昨夜の公園での出来事が、彼の中のなにかを動かしはじめていた。

スターダスト・ドライバーの朝
東の空が明るくなりはじめ、夜の闇がゆっくりと後退していく。タクシーの運転席で、スターダスト・ドライバーは両手をハンドルに置いたまま、朝焼けを見つめていた。車のラジオからは、早朝番組のDJの静かな声が流れている。その声が、疲れた彼の意識を現実につなぎとめているようだった。エンジンをかけ、彼は住宅街へと車を走らせた。朝の光に照らされた住宅が、一軒一軒と窓に朝日を反射させながら現れる。どの家も静かで、住人たちはまだ眠りの中にいるようだった。自宅の前に車を停めると、2階の窓のカーテンがわずかに動いた気がした。娘が起きているのだろうか。それとも、朝の風がカーテンを揺らしただけなのか。
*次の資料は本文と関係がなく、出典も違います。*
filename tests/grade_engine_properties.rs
#[path = "../src/attendance.rs"]
mod attendance;
#[path = "../src/calc.rs"]
mod calc;
#[path = "../src/notify.rs"]
mod notify;
#[path = "../src/progress.rs"]
mod progress;

use attendance::{AttendanceRecord, Scope, Status};
use calc::{Component, GradeInput};
use progress::Trigger;

fn uniform(value: &str) -> GradeInput {
    let mut input = GradeInput::default();
    for c in Component::ALL {
        for i in 0..c.slots() {
            assert!(input.set(c, i, value));
        }
    }
    input
}

fn marks(entries: &[(&str, Status)]) -> AttendanceRecord {
    entries.iter().map(|(d, s)| (d.to_string(), *s)).collect()
}

#[test]
fn empty_slots_contribute_nothing() {
    let empty: [&str; 10] = [""; 10];
    let r = calc::calc(&empty, 0.30, 1000.0);
    assert_eq!((r.total, r.ps, r.ws), (0.0, 0.0, 0.0));

    let report = calc::grade_report(&GradeInput::default());
    assert_eq!(report.raw_final_grade, 0.0);
    assert_eq!(report.final_grade, 60);
    assert!(!report.passed());
}

#[test]
fn transmute_is_clamped_and_monotonic() {
    let mut prev = calc::transmute(-50.0);
    let mut x = -50.0;
    while x <= 150.0 {
        let t = calc::transmute(x);
        assert!(t >= prev, "transmute({}) = {} < {}", x, t, prev);
        if x <= 60.0 {
            assert_eq!(t, 60);
        }
        if x >= 100.0 {
            assert_eq!(t, 100);
        }
        prev = t;
        x += 0.25;
    }
    assert_eq!(calc::transmute(75.4), 75);
    assert_eq!(calc::transmute(74.5), 75);
    assert_eq!(calc::transmute(f64::NAN), 60);
}

#[test]
fn raw_final_grade_is_sum_of_weighted_scores() {
    let mut input = GradeInput::default();
    input.set(Component::WrittenWork, 0, "88");
    input.set(Component::WrittenWork, 4, "72.5");
    input.set(Component::PerformanceTask, 2, "95");
    input.set(Component::PerformanceTask, 9, "abc");
    input.set(Component::QuarterlyAssessment, 0, "81");
    let report = calc::grade_report(&input);
    assert_eq!(
        report.raw_final_grade,
        report.ww.ws + report.pt.ws + report.qa.ws
    );
    assert_eq!(report.ww.total, 160.5);
    assert_eq!(report.pt.total, 95.0);
}

#[test]
fn perfect_scores_reach_one_hundred() {
    let report = calc::grade_report(&uniform("100"));
    for c in [report.ww, report.pt, report.qa] {
        assert!((c.ps - 100.0).abs() < 1e-9);
    }
    assert!((report.ww.ws - 30.0).abs() < 1e-9);
    assert!((report.pt.ws - 50.0).abs() < 1e-9);
    assert!((report.qa.ws - 20.0).abs() < 1e-9);
    assert!((report.raw_final_grade - 100.0).abs() < 1e-9);
    assert_eq!(report.final_grade, 100);
}

#[test]
fn calculation_is_pure() {
    let input = uniform("83");
    assert_eq!(calc::grade_report(&input), calc::grade_report(&input));
}

#[test]
fn over_max_scores_are_not_clamped() {
    let mut input = GradeInput::default();
    input.set(Component::QuarterlyAssessment, 0, "150");
    let report = calc::grade_report(&input);
    assert_eq!(report.qa.ps, 150.0);
    assert_eq!(report.qa.ws, 30.0);
}

#[test]
fn attendance_percent_examples() {
    let s = attendance::aggregate(
        &marks(&[("2024-01-01", Status::Present), ("2024-01-02", Status::Absent)]),
        Scope::AllTime,
    );
    assert_eq!((s.present, s.absent, s.percent), (1, 1, 50));

    let late_only = attendance::aggregate(&marks(&[("2024-01-03", Status::Late)]), Scope::AllTime);
    assert_eq!(late_only.percent, 0);
    assert_eq!(late_only.total, 1);
}

#[test]
fn absence_threshold_is_three() {
    let three = marks(&[
        ("2024-02-05", Status::Absent),
        ("2024-02-06", Status::Absent),
        ("2024-02-07", Status::Absent),
    ]);
    let r = progress::evaluate("Rizal", "Ana Reyes", &three, &uniform("90"));
    assert_eq!(r.triggers, vec![Trigger::ExcessiveAbsences(3)]);
    assert_eq!(
        notify::messages(&r),
        vec!["Rizal, Ana Reyes has 3 absences.".to_string()]
    );

    let two = marks(&[("2024-02-05", Status::Absent), ("2024-02-06", Status::Absent)]);
    let r = progress::evaluate("Rizal", "Ana Reyes", &two, &uniform("90"));
    assert!(r.triggers.is_empty());
    assert!(r.passed);
}

#[test]
fn evaluation_does_not_dispatch() {
    let r = progress::evaluate("Rizal", "Ana Reyes", &AttendanceRecord::new(), &GradeInput::default());
    assert_eq!(r.triggers, vec![Trigger::Failing(60)]);
    assert_eq!(r.final_grade(), 60);

    let mut sink: Vec<String> = Vec::new();
    let sent = notify::dispatch(&mut sink, &r).expect("dispatch");
    assert_eq!(sent.len(), 1);
    assert_eq!(sink[0], "Rizal, Ana Reyes is failing (Final Grade: 60).");
}
use crate::db;
use crate::ipc::helpers::{db_err, get_required_str, with_store, HandlerErr, StoreHandler};
use crate::ipc::types::{AppState, Request};
use crate::store::{StoreCtx, StudentSort};
use serde_json::{json, Map, Value};

#[derive(Clone, Copy)]
enum SetupSection {
    Notifications,
    ClassRecord,
}

impl SetupSection {
    fn parse(s: &str) -> Option<Self> {
        match s {
            "notifications" => Some(Self::Notifications),
            "classRecord" => Some(Self::ClassRecord),
            _ => None,
        }
    }

    fn key(self) -> &'static str {
        match self {
            Self::Notifications => "setup.notifications",
            Self::ClassRecord => "setup.classRecord",
        }
    }
}

fn default_section(section: SetupSection) -> Value {
    match section {
        SetupSection::Notifications => json!({
            "enabled": true,
            "bannerSeconds": 8
        }),
        SetupSection::ClassRecord => json!({
            "studentSort": "genderThenName",
            "attendanceView": "month"
        }),
    }
}

fn as_object_mut(value: &mut Value) -> Result<&mut Map<String, Value>, String> {
    value
        .as_object_mut()
        .ok_or_else(|| "internal setup object must be a JSON object".to_string())
}

fn parse_bool(v: &Value, key: &str) -> Result<bool, String> {
    v.as_bool()
        .ok_or_else(|| format!("{} must be boolean", key))
}

fn parse_i64_range(v: &Value, key: &str, min: i64, max: i64) -> Result<i64, String> {
    let n = v
        .as_i64()
        .ok_or_else(|| format!("{} must be integer", key))?;
    if !(min..=max).contains(&n) {
        return Err(format!("{} must be in {}..={}", key, min, max));
    }
    Ok(n)
}

fn parse_choice(v: &Value, key: &str, choices: &[&str]) -> Result<String, String> {
    let s = v.as_str().ok_or_else(|| format!("{} must be string", key))?;
    let s = s.trim();
    choices
        .iter()
        .find(|c| c.eq_ignore_ascii_case(s))
        .map(|c| c.to_string())
        .ok_or_else(|| format!("{} must be one of: {}", key, choices.join(", ")))
}

fn merge_section_patch(
    section: SetupSection,
    current: &mut Value,
    patch: &Map<String, Value>,
) -> Result<(), String> {
    let obj = as_object_mut(current)?;
    for (k, v) in patch {
        match section {
            SetupSection::Notifications => match k.as_str() {
                "enabled" => {
                    obj.insert(k.clone(), Value::Bool(parse_bool(v, k)?));
                }
                "bannerSeconds" => {
                    obj.insert(k.clone(), Value::from(parse_i64_range(v, k, 1, 60)?));
                }
                _ => return Err(format!("unknown notifications field: {}", k)),
            },
            SetupSection::ClassRecord => match k.as_str() {
                "studentSort" => {
                    let s = parse_choice(v, k, &["genderThenName", "name"])?;
                    obj.insert(k.clone(), Value::String(s));
                }
                "attendanceView" => {
                    let s = parse_choice(v, k, &["month", "allTime"])?;
                    obj.insert(k.clone(), Value::String(s));
                }
                _ => return Err(format!("unknown classRecord field: {}", k)),
            },
        }
    }
    Ok(())
}

fn load_section(ctx: &StoreCtx<'_>, section: SetupSection) -> anyhow::Result<Value> {
    let mut current = default_section(section);
    if let Some(saved) = db::settings_get_json(ctx.conn, ctx.session.owner(), section.key())? {
        if let Some(saved_obj) = saved.as_object() {
            // Stale or malformed saved fields fall back to defaults.
            if merge_section_patch(section, &mut current, saved_obj).is_err() {
                tracing::warn!(key = section.key(), "ignoring invalid saved settings");
                current = default_section(section);
            }
        }
    }
    Ok(current)
}

/// Saved roster order for the session, `genderThenName` when unset.
pub fn student_sort(ctx: &StoreCtx<'_>) -> anyhow::Result<StudentSort> {
    let section = load_section(ctx, SetupSection::ClassRecord)?;
    Ok(section
        .get("studentSort")
        .and_then(|v| v.as_str())
        .and_then(StudentSort::parse)
        .unwrap_or(StudentSort::GenderThenName))
}

pub fn notifications_enabled(ctx: &StoreCtx<'_>) -> anyhow::Result<bool> {
    let section = load_section(ctx, SetupSection::Notifications)?;
    Ok(section
        .get("enabled")
        .and_then(|v| v.as_bool())
        .unwrap_or(true))
}

fn setup_get(ctx: &StoreCtx<'_>, _params: &Value) -> Result<Value, HandlerErr> {
    let notifications =
        load_section(ctx, SetupSection::Notifications).map_err(db_err("db_query_failed"))?;
    let class_record =
        load_section(ctx, SetupSection::ClassRecord).map_err(db_err("db_query_failed"))?;
    Ok(json!({
        "notifications": notifications,
        "classRecord": class_record
    }))
}

fn setup_update(ctx: &StoreCtx<'_>, params: &Value) -> Result<Value, HandlerErr> {
    let section_raw = get_required_str(params, "section")?;
    let section = SetupSection::parse(&section_raw)
        .ok_or_else(|| HandlerErr::bad_params("unknown section"))?;
    let patch = params
        .get("patch")
        .and_then(|v| v.as_object())
        .ok_or_else(|| HandlerErr::bad_params("patch must be an object"))?;

    let mut current = load_section(ctx, section).map_err(db_err("db_query_failed"))?;
    merge_section_patch(section, &mut current, patch).map_err(HandlerErr::bad_params)?;
    db::settings_set_json(ctx.conn, ctx.session.owner(), section.key(), &current)
        .map_err(db_err("db_update_failed"))?;
    Ok(json!({ "ok": true, "section": section_raw, "value": current }))
}

pub fn try_handle(state: &mut AppState, req: &Request) -> Option<serde_json::Value> {
    let run: StoreHandler = match req.method.as_str() {
        "setup.get" => setup_get,
        "setup.update" => setup_update,
        _ => return None,
    };
    Some(with_store(state, req, run))
}
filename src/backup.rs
use crate::db::DB_FILE;
use anyhow::{anyhow, Context};
use serde_json::json;
use sha2::{Digest, Sha256};
use std::fs::File;
use std::io::{Read, Write};
use std::path::Path;
use zip::write::FileOptions;
use zip::{CompressionMethod, ZipArchive, ZipWriter};

const MANIFEST_ENTRY: &str = "manifest.json";
const DB_ENTRY: &str = "db/classrecord.sqlite3";
const META_WORKSPACE_ENTRY: &str = "meta/workspace.json";
pub const BUNDLE_FORMAT_V1: &str = "classrecord-workspace-v1";
pub const LEGACY_SQLITE_FORMAT: &str = "legacy-sqlite3";

#[derive(Debug, Clone)]
pub struct ExportSummary {
    pub bundle_format: String,
    pub entry_count: usize,
    pub sha256: String,
}

#[derive(Debug, Clone)]
pub struct ImportSummary {
    pub bundle_format_detected: String,
}

fn sha256_hex(bytes: &[u8]) -> String {
    format!("{:x}", Sha256::digest(bytes))
}

pub fn export_workspace_bundle(
    workspace_path: &Path,
    out_path: &Path,
) -> anyhow::Result<ExportSummary> {
    let db_path = workspace_path.join(DB_FILE);
    if !db_path.is_file() {
        return Err(anyhow!(
            "workspace database not found: {}",
            db_path.to_string_lossy()
        ));
    }
    let db_bytes = std::fs::read(&db_path)
        .with_context(|| format!("failed to read database {}", db_path.to_string_lossy()))?;
    let digest = sha256_hex(&db_bytes);

    if let Some(parent) = out_path.parent() {
        std::fs::create_dir_all(parent)
            .with_context(|| format!("failed to create directory {}", parent.to_string_lossy()))?;
    }

    let out_file = File::create(out_path).with_context(|| {
        format!(
            "failed to create output file {}",
            out_path.to_string_lossy()
        )
    })?;
    let mut zip = ZipWriter::new(out_file);
    let opts = FileOptions::default().compression_method(CompressionMethod::Deflated);

    let manifest = json!({
        "format": BUNDLE_FORMAT_V1,
        "version": 1,
        "appVersion": env!("CARGO_PKG_VERSION"),
        "exportedAt": chrono::Utc::now().to_rfc3339(),
        "dbEntry": DB_ENTRY,
        "dbSha256": digest,
    });
    zip.start_file(MANIFEST_ENTRY, opts)
        .context("failed to start manifest entry")?;
    zip.write_all(
        serde_json::to_string_pretty(&manifest)
            .context("failed to serialize manifest")?
            .as_bytes(),
    )
    .context("failed to write manifest entry")?;

    zip.start_file(DB_ENTRY, opts)
        .context("failed to start database entry")?;
    zip.write_all(&db_bytes)
        .context("failed to write database entry")?;

    let workspace_meta = json!({
        "sourceWorkspace": workspace_path.to_string_lossy(),
    });
    zip.start_file(META_WORKSPACE_ENTRY, opts)
        .context("failed to start workspace metadata entry")?;
    zip.write_all(
        serde_json::to_string_pretty(&workspace_meta)
            .context("failed to serialize workspace metadata")?
            .as_bytes(),
    )
    .context("failed to write workspace metadata entry")?;

    zip.finish().context("failed to finalize zip bundle")?;

    Ok(ExportSummary {
        bundle_format: BUNDLE_FORMAT_V1.to_string(),
        entry_count: 3,
        sha256: digest,
    })
}

/// Replaces the workspace database with the bundle's copy. A bare SQLite
/// file is accepted as a legacy backup.
pub fn import_workspace_bundle(
    in_path: &Path,
    workspace_path: &Path,
) -> anyhow::Result<ImportSummary> {
    std::fs::create_dir_all(workspace_path).with_context(|| {
        format!(
            "failed to create workspace {}",
            workspace_path.to_string_lossy()
        )
    })?;
    let dst = workspace_path.join(DB_FILE);

    if !is_zip_file(in_path)? {
        std::fs::copy(in_path, &dst).with_context(|| {
            format!(
                "failed to copy legacy sqlite backup from {} to {}",
                in_path.to_string_lossy(),
                dst.to_string_lossy()
            )
        })?;
        return Ok(ImportSummary {
            bundle_format_detected: LEGACY_SQLITE_FORMAT.to_string(),
        });
    }

    let in_file = File::open(in_path)
        .with_context(|| format!("failed to open bundle {}", in_path.to_string_lossy()))?;
    let mut archive = ZipArchive::new(in_file).context("invalid zip archive")?;

    let mut manifest_text = String::new();
    archive
        .by_name(MANIFEST_ENTRY)
        .context("bundle missing manifest.json")?
        .read_to_string(&mut manifest_text)
        .context("failed to read manifest.json")?;
    let manifest: serde_json::Value =
        serde_json::from_str(&manifest_text).context("manifest.json is invalid JSON")?;
    let format = manifest
        .get("format")
        .and_then(|v| v.as_str())
        .unwrap_or("");
    if format != BUNDLE_FORMAT_V1 {
        return Err(anyhow!("unsupported bundle format: {}", format));
    }

    let mut db_bytes = Vec::new();
    archive
        .by_name(DB_ENTRY)
        .context("bundle missing db/classrecord.sqlite3")?
        .read_to_end(&mut db_bytes)
        .context("failed to extract database entry")?;
    if let Some(expected) = manifest.get("dbSha256").and_then(|v| v.as_str()) {
        let actual = sha256_hex(&db_bytes);
        if !actual.eq_ignore_ascii_case(expected) {
            return Err(anyhow!(
                "database checksum mismatch: manifest {}, bundle {}",
                expected,
                actual
            ));
        }
    }

    let tmp_dst = workspace_path.join(format!("{}.importing", DB_FILE));
    if tmp_dst.exists() {
        let _ = std::fs::remove_file(&tmp_dst);
    }
    let mut db_out = File::create(&tmp_dst).with_context(|| {
        format!(
            "failed to create temp database {}",
            tmp_dst.to_string_lossy()
        )
    })?;
    db_out
        .write_all(&db_bytes)
        .context("failed to write extracted database")?;
    db_out
        .flush()
        .context("failed to flush extracted database")?;
    drop(db_out);

    if dst.exists() {
        std::fs::remove_file(&dst).with_context(|| {
            format!(
                "failed to remove existing database {}",
                dst.to_string_lossy()
            )
        })?;
    }
    std::fs::rename(&tmp_dst, &dst).with_context(|| {
        format!(
            "failed to move extracted database to {}",
            dst.to_string_lossy()
        )
    })?;

    Ok(ImportSummary {
        bundle_format_detected: BUNDLE_FORMAT_V1.to_string(),
    })
}

fn is_zip_file(path: &Path) -> anyhow::Result<bool> {
    let mut f = File::open(path)
        .with_context(|| format!("failed to open input file {}", path.to_string_lossy()))?;
    let mut sig = [0u8; 4];
    let read = f.read(&mut sig).context("failed to read file signature")?;
    if read < 4 {
        return Ok(false);
    }
    Ok(sig == [0x50, 0x4B, 0x03, 0x04])
}

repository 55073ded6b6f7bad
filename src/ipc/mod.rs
mod error;
mod handlers;
mod helpers;
mod router;
mod types;

pub use handlers::core::open_workspace;
pub use router::handle_request;
pub use types::{AppState, Request};
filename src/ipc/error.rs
use serde_json::{json, Value};

pub fn ok(id: &str, result: Value) -> Value {
    json!({
        "id": id,
        "ok": true,
        "result": result
    })
}

pub fn err(
    id: &str,
    code: &str,
    message: impl Into<String>,
    details: Option<Value>,
) -> Value {
    let mut error = json!({
        "code": code,
        "message": message.into(),
    });
    if let Some(d) = details {
        error["details"] = d;
    }
    json!({
        "id": id,
        "ok": false,
        "error": error,
    })
}

/// A failed request before it is wrapped in the envelope.
pub struct HandlerErr {
    pub code: &'static str,
    pub message: String,
    pub details: Option<Value>,
}

impl HandlerErr {
    pub fn new(code: &'static str, message: impl Into<String>) -> Self {
        Self {
            code,
            message: message.into(),
            details: None,
        }
    }

    pub fn with_details(mut self, details: Value) -> Self {
        self.details = Some(details);
        self
    }

    pub fn bad_params(message: impl Into<String>) -> Self {
        Self::new("bad_params", message)
    }

    pub fn not_found(message: impl Into<String>) -> Self {
        Self::new("not_found", message)
    }

    pub fn response(self, id: &str) -> Value {
        err(id, self.code, self.message, self.details)
    }
}

#[cfg(test)]
mod tests {
    use super::*;

    #[test]
    fn details_are_only_present_when_given() {
        let plain = HandlerErr::not_found("student not found").response("7");
        assert_eq!(plain["id"], "7");
        assert_eq!(plain["ok"], false);
        assert_eq!(plain["error"]["code"], "not_found");
        assert!(plain["error"].get("details").is_none());

        let detailed = HandlerErr::bad_params("index must be < 1 for QA")
            .with_details(json!({ "component": "QA", "index": 1 }))
            .response("8");
        assert_eq!(detailed["error"]["code"], "bad_params");
        assert_eq!(detailed["error"]["details"]["index"], 1);
    }
}
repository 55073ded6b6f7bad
use std::path::PathBuf;

use rusqlite::Connection;
use serde::Deserialize;

use crate::store::Session;

#[derive(Debug, Deserialize, Clone)]
pub struct Request {
    pub id: String,
    pub method: String,
    #[serde(default)]
    pub params: serde_json::Value,
}

pub struct AppState {
    pub workspace: Option<PathBuf>,
    pub db: Option<Connection>,
    pub session: Session,
}

impl AppState {
    pub fn new() -> Self {
        Self {
            workspace: None,
            db: None,
            session: Session::default(),
        }
    }
}
//! Project configuration.
//!
//! A project file carries the table definition set (the map catalogue
//! normally parsed from an XDF) and the per-category table selections.
//! Stored as TOML so hand-edited definition sets stay diffable; `.json`
//! files are accepted for catalogues exported from other tools.

use crate::error::{MapTuneError, Result};
use crate::types::TableDefinition;
use serde::{Deserialize, Serialize};
use std::collections::HashMap;
use std::path::Path;

/// Project file extension
pub const PROJECT_FILE_EXTENSION: &str = "maptune.toml";

/// A loaded project: definitions plus the current selections
#[derive(Debug, Clone, Default, Serialize, Deserialize)]
pub struct ProjectConfig {
    /// All table definitions, in catalogue order
    #[serde(default)]
    pub definitions: Vec<TableDefinition>,

    /// Selected table name per category
    #[serde(default)]
    pub selections: HashMap<String, String>,
}

impl ProjectConfig {
    pub fn new() -> Self {
        Self::default()
    }

    /// Load a project file from disk.
    ///
    /// The format follows the extension: `.json` parses as JSON,
    /// everything else as TOML.
    pub fn load(path: impl AsRef<Path>) -> Result<Self> {
        let path = path.as_ref();
        let content = std::fs::read_to_string(path).map_err(|e| {
            MapTuneError::Config(format!("Failed to read project file {:?}: {}", path, e))
        })?;

        let parsed = if is_json(path) {
            serde_json::from_str(&content).map_err(|e| e.to_string())
        } else {
            toml::from_str(&content).map_err(|e| e.to_string())
        };

        parsed.map_err(|e| {
            MapTuneError::Config(format!("Failed to parse project file {:?}: {}", path, e))
        })
    }

    /// Load a project file, returning defaults on any error
    pub fn load_or_default(path: impl AsRef<Path>) -> Self {
        Self::load(path).unwrap_or_else(|e| {
            tracing::warn!("Failed to load project, using defaults: {}", e);
            Self::default()
        })
    }

    /// Save the project to disk, in the format its extension implies
    pub fn save(&self, path: impl AsRef<Path>) -> Result<()> {
        let path = path.as_ref();

        if let Some(parent) = path.parent() {
            std::fs::create_dir_all(parent).map_err(|e| {
                MapTuneError::Config(format!("Failed to create project directory: {}", e))
            })?;
        }

        let content = if is_json(path) {
            serde_json::to_string_pretty(self).map_err(|e| e.to_string())
        } else {
            toml::to_string_pretty(self).map_err(|e| e.to_string())
        };
        let content = content
            .map_err(|e| MapTuneError::Config(format!("Failed to serialize project: {}", e)))?;

        std::fs::write(path, content).map_err(|e| {
            MapTuneError::Config(format!("Failed to write project file {:?}: {}", path, e))
        })
    }

    /// The selected table name for a category, if any
    pub fn selection_for(&self, category: &str) -> Option<&str> {
        self.selections.get(category).map(|s| s.as_str())
    }

    /// Select a table for a category
    pub fn select(&mut self, category: impl Into<String>, table: impl Into<String>) {
        self.selections.insert(category.into(), table.into());
    }

    /// Clear a category's selection; returns whether one was present
    pub fn clear_selection(&mut self, category: &str) -> bool {
        self.selections.remove(category).is_some()
    }

    /// Definitions belonging to a category
    pub fn definitions_in_category<'a>(
        &'a self,
        category: &'a str,
    ) -> impl Iterator<Item = &'a TableDefinition> {
        self.definitions
            .iter()
            .filter(move |def| def.category == category)
    }
}

fn is_json(path: &Path) -> bool {
    path.extension()
        .map(|ext| ext.eq_ignore_ascii_case("json"))
        .unwrap_or(false)
}
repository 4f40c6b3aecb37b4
//! Common test utilities and helpers

#![allow(dead_code)] // Test utilities may not all be used in every test file

use maptune_rs::types::{AxisDefinition, SampleWidth, TableDefinition};
use std::sync::Once;

static INIT: Once = Once::new();

/// Initialize tracing once for the whole test binary.
///
/// Respects `RUST_LOG`; defaults to warnings only.
pub fn init_tracing() {
    INIT.call_once(|| {
        let _ = tracing_subscriber::fmt()
            .with_env_filter(
                tracing_subscriber::EnvFilter::try_from_default_env()
                    .unwrap_or_else(|_| tracing_subscriber::EnvFilter::new("warn")),
            )
            .with_test_writer()
            .try_init();
    });
}

/// Assert two floats are approximately equal
pub fn assert_float_eq(a: f64, b: f64, epsilon: f64) {
    assert!(
        (a - b).abs() < epsilon,
        "Expected {} to be approximately equal to {} (epsilon: {})",
        a,
        b,
        epsilon
    );
}

/// An 8-bit unsigned axis recipe with an identity formula
pub fn axis(address: usize, count: usize) -> AxisDefinition {
    AxisDefinition {
        address,
        width: SampleWidth::Bits8,
        encoding: 0,
        index_count: count,
        formula: "x".to_string(),
        variable: "x".to_string(),
        ..Default::default()
    }
}

/// A full two-axis table recipe with identity formulas
pub fn table_definition(
    name: &str,
    category: &str,
    x_address: usize,
    columns: usize,
    y_address: usize,
    rows: usize,
    grid_address: usize,
) -> TableDefinition {
    TableDefinition {
        name: name.to_string(),
        category: category.to_string(),
        x_axis: Some(axis(x_address, columns)),
        y_axis: Some(axis(y_address, rows)),
        z_axis: Some(AxisDefinition {
            address: grid_address,
            row_count: rows,
            column_count: columns,
            formula: "x".to_string(),
            variable: "x".to_string(),
            ..Default::default()
        }),
        ..Default::default()
    }
}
車から降り、重い足取りで玄関に向かう。鍵を開ける音が、静けさの中で異様に大きく響く。それは、2人きりの家に帰ってくる孤独な音だった。
「ただいま」
返事を期待せずに玄関を開けると、靴箱の上に娘の学校のプリントが置かれていた。「保護者署名」の欄が空白のままだ。彼女は直接頼むことなく、ただそこに置いておいただけ。それが二人の日常的なコミュニケーションの形だった。リビングに入ると、娘はソファに座っていた。スマートフォンの画面を見つめ、イヤホンで音楽を聴いている。彼女は顔を上げることなく、ただわずかに体の向きを変えただけだった。それでも、それは彼の存在を認めたサインだと受け取れた。
「朝ごはん、食べた?」
彼の質問に、娘は小さくうなずいただけだった。言葉を返すことなく、彼女は自分のスマートフォンを操作している。彼は特に気にする様子もなく、台所に向かった。冷蔵庫を開けると、わずかな食材と、昨日の残り物が並んでいる。自分の分のコーヒーを入れ、トーストを焼きはじめる。窓から差しこむ土曜の朝日がどこかに反射して壁に揺れる光の模様を作り出し、昨夜の公園の運河を思い出させた。トーストが焼き上がり、香ばしい匂いがキッチンに広がった。彼は皿にトーストを乗せ、一口かじった。サクッとした音と共に、昨夜の曖昧なメロディの断片が、ふと心に浮かんだ。彼はゆっくりとトーストを味わいながら、コーヒーをすする。あの連中とは、また会えるだろうか。・・・もう会えないような気がする。たまたま、あの瞬間だけ、共に居合わせただけなのだろう。突然、
「行ってきます」
と小さく言い残し、娘が玄関を出て行った。扉が閉まる音を聞きながら、彼は食後のコーヒーをゆっくりと味わった。一人になると、彼は立ち上がり、リビングの隅の棚に向かった。少し色褪せたDVDケースを取り出す。ケースの表面を指で拭うと、薄く積もった埃が払われた。DVDプレーヤーの電源を入れ、トレイが開くのを待つ。引き出しから、油性ペンで「ミカ5歳誕生日」と書かれたDVD-Rを取り出した。「そういえば、こんなの撮ったなぁ」と小さくつぶやきながら、DVDをセットし、再生ボタンを押した。数秒の読みこみの後、少しざらついた画質で、幼い娘の笑顔と、彼がぎこちなく弾くピアノの映像が流れ出した。娘の純粋で無邪気な歌声がスピーカーから響き、胸が締め付けられるような感覚を覚える。彼は椅子に腰掛け、目を閉じて映像から流れる音に耳を傾けた。昨夜の公園でのセッションの最中、彼の心の奥底から不意に蘇ってきたメロディは、この歌だった。娘と2人で作った、特別な歌。窓の外では、土曜の穏やかな光が部屋を満たしていた。彼は静かに目を閉じて、心の中のシンセサイザーの電源を入れた。指が鍵盤に触れると、昨夜の記憶と娘の歌声が混ざり合い、新しいメロディが生まれはじめていた。